İspanyol yönetmen Pedro Almodóvar’ın yazdığı ve yönettiği, başrollerinde Penelope Cruz, Antonio Banderas, Asier Etxeandia gibi İspanyol oyuncuların yer aldığı Acı ve Zafer, 2 daldar Oscar adaylığı bulunuyor.
Almodóvar, kuşkusuz İspanyol sinemasının author isimlerinden birisidir ve yaptığı işler İspanya sınırlarından çıkarak dünya sineması olarak adlandırılmakta. Kısa filmler ile sinemaya giriş yapan Almodóvar, daha sonraları çektiği kara komediler ile dikkatleri üzerine çekmeyi başarmıştı. Yıllar içerisinde Çıplak Ten (1997), Annem Hakkında Her Şey (1999) gibi kült yapımlara imza atarak birçok festivalde ödülleri yerle bir etmişti.

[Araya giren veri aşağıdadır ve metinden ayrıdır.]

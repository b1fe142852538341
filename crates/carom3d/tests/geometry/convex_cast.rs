use carom3d::math::{Isometry, Vector};
use carom3d::query::{ConvexCast, GjkConvexCast, SubsimplexConvexCast};
use carom3d::shape::{Ball, Cuboid};

#[test]
fn cast_fractions_stay_in_unit_interval() {
    let mut rng = oorandom::Rand32::new(7);
    let ball = Ball::new(0.5);
    let cuboid = Cuboid::new(Vector::new(1.0, 0.5, 2.0));
    let mut subsimplex = SubsimplexConvexCast::new();
    let mut gjk = GjkConvexCast::new();

    for _ in 0..200 {
        let start = Vector::new(
            rng.rand_float() * 20.0 - 10.0,
            rng.rand_float() * 20.0 - 10.0,
            rng.rand_float() * 20.0 - 10.0,
        );
        let from_a = Isometry::new(start, na::zero());
        let to_a = Isometry::new(-start, na::zero());
        let at_rest = Isometry::identity();

        for caster in [&mut subsimplex as &mut dyn ConvexCast, &mut gjk] {
            if let Some(hit) = caster.time_of_impact(&ball, &from_a, &to_a, &cuboid, &at_rest, &at_rest) {
                assert!(hit.fraction >= 0.0 && hit.fraction <= 1.0);
            }
        }
    }
}

#[test]
fn both_casts_agree_on_head_on_impact() {
    let ball = Ball::new(1.0);
    let from_a = Isometry::translation(-5.0, 0.0, 0.0);
    let to_a = Isometry::translation(5.0, 0.0, 0.0);
    let pos_b = Isometry::identity();

    let hit1 = SubsimplexConvexCast::new()
        .time_of_impact(&ball, &from_a, &to_a, &ball, &pos_b, &pos_b)
        .unwrap();
    let hit2 = GjkConvexCast::new()
        .time_of_impact(&ball, &from_a, &to_a, &ball, &pos_b, &pos_b)
        .unwrap();

    // The balls touch once the first one moved by 3 out of 10.
    assert_relative_eq!(hit1.fraction, 0.3, epsilon = 1.0e-3);
    assert_relative_eq!(hit2.fraction, 0.3, epsilon = 2.0e-3);
}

Box Office Türkiye sitesinde filmin konusu şu cümlelerle ifade ediliyor “Dolor y gloria, Salvador Mallo ismindeki, deneyimli ama gençlik günleri artık geride kalmış bir yönetmenin geçmişten bugüne yaptığı seçimleri ve yaşamında iz bırakan olayları konu ediyor. Filmde, Mallo’nun çocukluğunu yaşadığı 60’lı yıllara, annesiyle birlikte köylerinden ayrılıp daha rahat bir yaşam umuduyla Valencia’ya göç etmesine, 80’lerin Madrid’inde kalbinin hızla çarpmasına neden olan ilk aşkına, kendisi için kurtuluş ve terapi aracı olan yazı ve sinema ile tanışmasına ve kendisini tanımasına yol açan olaylara değiniliyor.”
Bu hikaye elbette akıllara Almodóvar’ın kendisini getiriyor. Zira film bir biyografi veya gerçek hayat hikayesi olmamasına karşın otobiyografik esintiler içermekte ki birçok eleştirmen de Salvador Mallo (Antonio Banderas) karakterinin Almodóvar’ın kendisi olduğunu düşünmekte. Daha önceden de birkaç defa çalışmış olan Almodóvar ve Banderas ikilisinin uyumu tartışılmaz elbette. Dolayısıyla Banderas’ın böylesine bir hayat hikayesini canlandırması hem çok manidar hem de çok yerinde. İspanya’nın banliyö mahallerinde dini eğitimler ile büyüyen ve dolayısıyla sorgulayan bir çocuğun sanata yönelmesi masalsı bir dilde ele alınmış. Almodóvar’ın her daim kullandığı canlı renk tonları da bu yönde.
Salvador Mallo karakteri hastalıklarla uğraşan bir karakterdir ve film boyunca bu hastalıklar gündemimizde. Bunlarla paralel olarak de grafikler, animasyonlar kullanılmış. Mehmet Açar film hakkındaki yazısında “bunun alışılmadık bir Almodóvar stili” olduğunu söylemekte. Bunun yenilikçi bir yaklaşım olduğunu söylemek mümkün. Aynı zamanda Salvador Mallo hastalıkların yanı sıra hayata dair de umutlarını kaybetmiş. Hikaye yazmakta sıkıntılar yaşarken ruhsal bunalım içerisinde. Fakat Almodóvar bunları depresif bir şekilde sunmaktan ziyade gerçekçi bir üslupla sakin bir havada anlatıyor. Filmin sonlarına doğru ise temponun azaldığını söylemek mümkün.
Filmin bir diğer artısı ise mekan seçimleri… İspanya’nın banliyölerinden Akdeniz kültürüne uzanan öz-eleştiri ya da miras olarak adlandırılan film Box Office Türkiye verilerine göre Türkiye’de yalnızca 26 bin kişi tarafından izlenerek 528 bin lira civarı gelir elde etmiş. Boxofficemojo.com verilerine göre ise 37 milyon$ civarı bir dünya hasılatı söz konusu. Filmin Yabancı Dilde En iyi Film ve En iyi Erkek Oyuncu Performansı olmak üzere 2 dalda Oscar adaylığı, aynı kategorilerden 2 Altın Küre Adaylığı bulunuyor. Cannes Film Festivali’nde ise 4 adaylığın “En İyi Erkek Oyuncu” ve En İyi Film Müziği kategorilerinde ödülü almış olması da önemli bir detay.